WHAT THE TASK REQUIRES:
Word for word, restate the entries below from their first line through the line that contains "let mut view = TextResultView::new();".

MATERIAL PROVIDED:
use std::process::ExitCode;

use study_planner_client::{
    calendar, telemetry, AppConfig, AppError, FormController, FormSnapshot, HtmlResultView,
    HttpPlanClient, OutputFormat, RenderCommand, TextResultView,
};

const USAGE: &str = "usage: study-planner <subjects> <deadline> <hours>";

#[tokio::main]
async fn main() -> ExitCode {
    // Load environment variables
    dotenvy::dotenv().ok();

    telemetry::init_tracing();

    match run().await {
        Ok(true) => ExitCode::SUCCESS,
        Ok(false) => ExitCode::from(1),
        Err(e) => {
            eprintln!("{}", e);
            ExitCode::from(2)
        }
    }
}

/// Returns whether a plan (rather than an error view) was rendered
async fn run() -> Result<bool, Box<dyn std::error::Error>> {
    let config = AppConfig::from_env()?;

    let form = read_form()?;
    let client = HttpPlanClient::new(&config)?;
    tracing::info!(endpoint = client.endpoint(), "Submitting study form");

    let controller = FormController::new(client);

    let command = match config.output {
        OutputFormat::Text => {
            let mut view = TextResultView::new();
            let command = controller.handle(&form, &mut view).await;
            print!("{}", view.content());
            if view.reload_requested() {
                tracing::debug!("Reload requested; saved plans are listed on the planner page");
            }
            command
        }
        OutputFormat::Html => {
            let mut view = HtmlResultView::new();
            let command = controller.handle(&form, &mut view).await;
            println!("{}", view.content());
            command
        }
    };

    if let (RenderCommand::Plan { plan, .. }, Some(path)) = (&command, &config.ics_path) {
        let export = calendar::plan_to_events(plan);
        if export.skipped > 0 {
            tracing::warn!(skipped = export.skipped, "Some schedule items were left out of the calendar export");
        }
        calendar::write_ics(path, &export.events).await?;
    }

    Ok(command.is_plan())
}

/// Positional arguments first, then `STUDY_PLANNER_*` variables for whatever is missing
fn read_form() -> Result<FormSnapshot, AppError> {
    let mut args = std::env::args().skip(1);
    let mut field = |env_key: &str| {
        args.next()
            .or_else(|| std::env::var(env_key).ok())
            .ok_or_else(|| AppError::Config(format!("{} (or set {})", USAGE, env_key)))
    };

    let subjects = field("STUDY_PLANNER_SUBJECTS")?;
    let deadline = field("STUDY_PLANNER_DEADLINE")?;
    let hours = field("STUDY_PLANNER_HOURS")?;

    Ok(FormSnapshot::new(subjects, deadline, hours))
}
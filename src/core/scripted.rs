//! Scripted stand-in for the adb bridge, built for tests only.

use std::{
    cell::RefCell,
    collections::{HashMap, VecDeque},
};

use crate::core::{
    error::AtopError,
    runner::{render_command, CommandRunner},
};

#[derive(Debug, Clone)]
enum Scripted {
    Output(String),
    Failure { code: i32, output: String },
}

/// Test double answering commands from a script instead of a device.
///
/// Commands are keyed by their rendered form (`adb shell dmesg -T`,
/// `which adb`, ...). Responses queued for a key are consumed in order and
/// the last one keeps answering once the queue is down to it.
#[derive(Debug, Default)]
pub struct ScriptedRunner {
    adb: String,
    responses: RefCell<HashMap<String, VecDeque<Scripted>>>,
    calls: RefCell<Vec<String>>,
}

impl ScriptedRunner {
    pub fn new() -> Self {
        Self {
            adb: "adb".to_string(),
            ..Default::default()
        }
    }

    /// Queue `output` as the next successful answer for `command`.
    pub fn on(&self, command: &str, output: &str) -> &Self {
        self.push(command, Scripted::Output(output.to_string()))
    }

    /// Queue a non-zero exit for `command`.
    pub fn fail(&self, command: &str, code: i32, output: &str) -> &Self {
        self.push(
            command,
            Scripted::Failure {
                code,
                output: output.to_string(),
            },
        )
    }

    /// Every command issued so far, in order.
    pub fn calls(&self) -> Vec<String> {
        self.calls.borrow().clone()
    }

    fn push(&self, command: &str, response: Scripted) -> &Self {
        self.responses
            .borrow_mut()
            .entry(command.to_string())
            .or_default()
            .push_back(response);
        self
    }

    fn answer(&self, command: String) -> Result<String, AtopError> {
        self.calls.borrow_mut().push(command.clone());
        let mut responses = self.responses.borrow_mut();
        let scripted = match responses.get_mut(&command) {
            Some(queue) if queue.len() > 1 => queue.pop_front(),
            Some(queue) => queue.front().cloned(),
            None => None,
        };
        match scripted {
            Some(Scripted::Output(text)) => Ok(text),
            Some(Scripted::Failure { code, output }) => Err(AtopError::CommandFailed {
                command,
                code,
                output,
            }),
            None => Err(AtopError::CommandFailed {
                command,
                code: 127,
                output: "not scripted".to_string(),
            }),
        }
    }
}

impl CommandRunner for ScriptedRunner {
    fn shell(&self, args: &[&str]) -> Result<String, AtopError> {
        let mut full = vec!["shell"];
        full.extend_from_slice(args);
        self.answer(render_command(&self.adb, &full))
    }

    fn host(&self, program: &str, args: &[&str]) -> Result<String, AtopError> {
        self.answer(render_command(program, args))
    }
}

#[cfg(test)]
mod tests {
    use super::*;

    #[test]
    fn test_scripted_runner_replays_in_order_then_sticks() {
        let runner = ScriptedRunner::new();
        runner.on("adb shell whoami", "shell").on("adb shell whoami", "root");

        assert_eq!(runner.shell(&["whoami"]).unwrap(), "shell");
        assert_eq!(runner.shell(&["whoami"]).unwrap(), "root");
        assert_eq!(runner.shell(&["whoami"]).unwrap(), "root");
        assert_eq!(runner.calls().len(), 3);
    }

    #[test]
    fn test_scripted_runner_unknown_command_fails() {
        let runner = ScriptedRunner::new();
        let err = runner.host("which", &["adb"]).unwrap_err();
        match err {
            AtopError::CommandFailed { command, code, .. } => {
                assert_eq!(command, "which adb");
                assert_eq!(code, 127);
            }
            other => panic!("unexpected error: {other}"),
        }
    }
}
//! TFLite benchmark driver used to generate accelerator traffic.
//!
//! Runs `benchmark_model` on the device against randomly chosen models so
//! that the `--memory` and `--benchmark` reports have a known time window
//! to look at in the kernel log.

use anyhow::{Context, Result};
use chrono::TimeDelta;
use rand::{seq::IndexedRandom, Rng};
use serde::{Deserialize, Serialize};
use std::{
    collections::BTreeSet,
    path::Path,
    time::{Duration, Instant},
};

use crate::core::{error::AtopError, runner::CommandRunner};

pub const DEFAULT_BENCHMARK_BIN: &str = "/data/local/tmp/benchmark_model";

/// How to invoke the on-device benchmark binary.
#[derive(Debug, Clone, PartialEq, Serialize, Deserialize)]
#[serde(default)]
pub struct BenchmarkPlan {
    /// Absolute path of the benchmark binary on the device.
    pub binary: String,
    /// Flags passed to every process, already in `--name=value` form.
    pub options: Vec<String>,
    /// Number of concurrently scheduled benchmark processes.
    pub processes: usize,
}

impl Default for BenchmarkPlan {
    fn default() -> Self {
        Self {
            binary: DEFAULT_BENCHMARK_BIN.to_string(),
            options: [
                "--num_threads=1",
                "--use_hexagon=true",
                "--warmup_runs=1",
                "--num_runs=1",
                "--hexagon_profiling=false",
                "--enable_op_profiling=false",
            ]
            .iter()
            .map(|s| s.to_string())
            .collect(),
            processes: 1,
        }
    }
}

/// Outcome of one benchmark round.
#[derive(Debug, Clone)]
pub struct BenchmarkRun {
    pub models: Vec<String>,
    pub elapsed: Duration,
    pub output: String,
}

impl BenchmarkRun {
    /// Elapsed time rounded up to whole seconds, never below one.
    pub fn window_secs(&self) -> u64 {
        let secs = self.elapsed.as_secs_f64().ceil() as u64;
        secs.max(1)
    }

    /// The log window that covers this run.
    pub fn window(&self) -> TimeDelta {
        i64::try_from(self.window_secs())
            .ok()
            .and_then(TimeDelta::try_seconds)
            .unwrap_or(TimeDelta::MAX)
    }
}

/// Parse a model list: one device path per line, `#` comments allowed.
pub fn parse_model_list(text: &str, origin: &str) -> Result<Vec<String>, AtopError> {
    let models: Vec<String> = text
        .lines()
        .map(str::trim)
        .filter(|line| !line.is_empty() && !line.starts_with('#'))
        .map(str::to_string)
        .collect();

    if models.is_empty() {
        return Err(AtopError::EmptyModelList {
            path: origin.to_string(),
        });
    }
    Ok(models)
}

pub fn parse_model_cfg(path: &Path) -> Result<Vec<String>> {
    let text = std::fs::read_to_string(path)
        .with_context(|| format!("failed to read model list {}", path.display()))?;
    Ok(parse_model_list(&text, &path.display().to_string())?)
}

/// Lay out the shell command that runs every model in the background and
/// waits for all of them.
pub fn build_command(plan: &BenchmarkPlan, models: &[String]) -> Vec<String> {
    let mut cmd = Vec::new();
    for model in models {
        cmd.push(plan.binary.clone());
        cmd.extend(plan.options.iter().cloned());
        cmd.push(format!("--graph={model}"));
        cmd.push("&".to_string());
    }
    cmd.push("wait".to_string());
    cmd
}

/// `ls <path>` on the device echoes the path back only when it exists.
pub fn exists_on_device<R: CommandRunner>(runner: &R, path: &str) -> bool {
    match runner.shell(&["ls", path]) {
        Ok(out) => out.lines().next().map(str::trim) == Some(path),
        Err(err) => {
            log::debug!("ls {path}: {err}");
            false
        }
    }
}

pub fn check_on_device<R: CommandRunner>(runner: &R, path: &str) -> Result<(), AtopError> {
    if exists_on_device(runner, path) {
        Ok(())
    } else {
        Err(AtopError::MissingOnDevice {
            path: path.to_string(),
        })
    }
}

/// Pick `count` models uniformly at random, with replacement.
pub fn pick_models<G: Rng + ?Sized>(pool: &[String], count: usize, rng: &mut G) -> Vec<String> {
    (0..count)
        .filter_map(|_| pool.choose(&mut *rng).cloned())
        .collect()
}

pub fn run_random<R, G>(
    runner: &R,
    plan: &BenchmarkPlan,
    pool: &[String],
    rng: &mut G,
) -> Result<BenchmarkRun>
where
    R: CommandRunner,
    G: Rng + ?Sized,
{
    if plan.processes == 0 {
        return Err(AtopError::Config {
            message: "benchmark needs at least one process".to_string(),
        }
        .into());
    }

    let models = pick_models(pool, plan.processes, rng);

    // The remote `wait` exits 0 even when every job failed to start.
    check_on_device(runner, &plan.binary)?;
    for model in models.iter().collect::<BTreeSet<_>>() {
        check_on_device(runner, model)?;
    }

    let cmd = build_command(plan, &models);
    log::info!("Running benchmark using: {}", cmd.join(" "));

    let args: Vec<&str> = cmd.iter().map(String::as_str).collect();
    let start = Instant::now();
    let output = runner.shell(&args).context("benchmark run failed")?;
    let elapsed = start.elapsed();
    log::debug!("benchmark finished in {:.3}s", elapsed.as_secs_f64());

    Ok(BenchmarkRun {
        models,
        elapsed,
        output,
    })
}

TASK OUTPUT:
use std::process::ExitCode;

use study_planner_client::{
    calendar, telemetry, AppConfig, AppError, FormController, FormSnapshot, HtmlResultView,
    HttpPlanClient, OutputFormat, RenderCommand, TextResultView,
};

const USAGE: &str = "usage: study-planner <subjects> <deadline> <hours>";

#[tokio::main]
async fn main() -> ExitCode {
    // Load environment variables
    dotenvy::dotenv().ok();

    telemetry::init_tracing();

    match run().await {
        Ok(true) => ExitCode::SUCCESS,
        Ok(false) => ExitCode::from(1),
        Err(e) => {
            eprintln!("{}", e);
            ExitCode::from(2)
        }
    }
}

/// Returns whether a plan (rather than an error view) was rendered
async fn run() -> Result<bool, Box<dyn std::error::Error>> {
    let config = AppConfig::from_env()?;

    let form = read_form()?;
    let client = HttpPlanClient::new(&config)?;
    tracing::info!(endpoint = client.endpoint(), "Submitting study form");

    let controller = FormController::new(client);

    let command = match config.output {
        OutputFormat::Text => {
            let mut view = TextResultView::new();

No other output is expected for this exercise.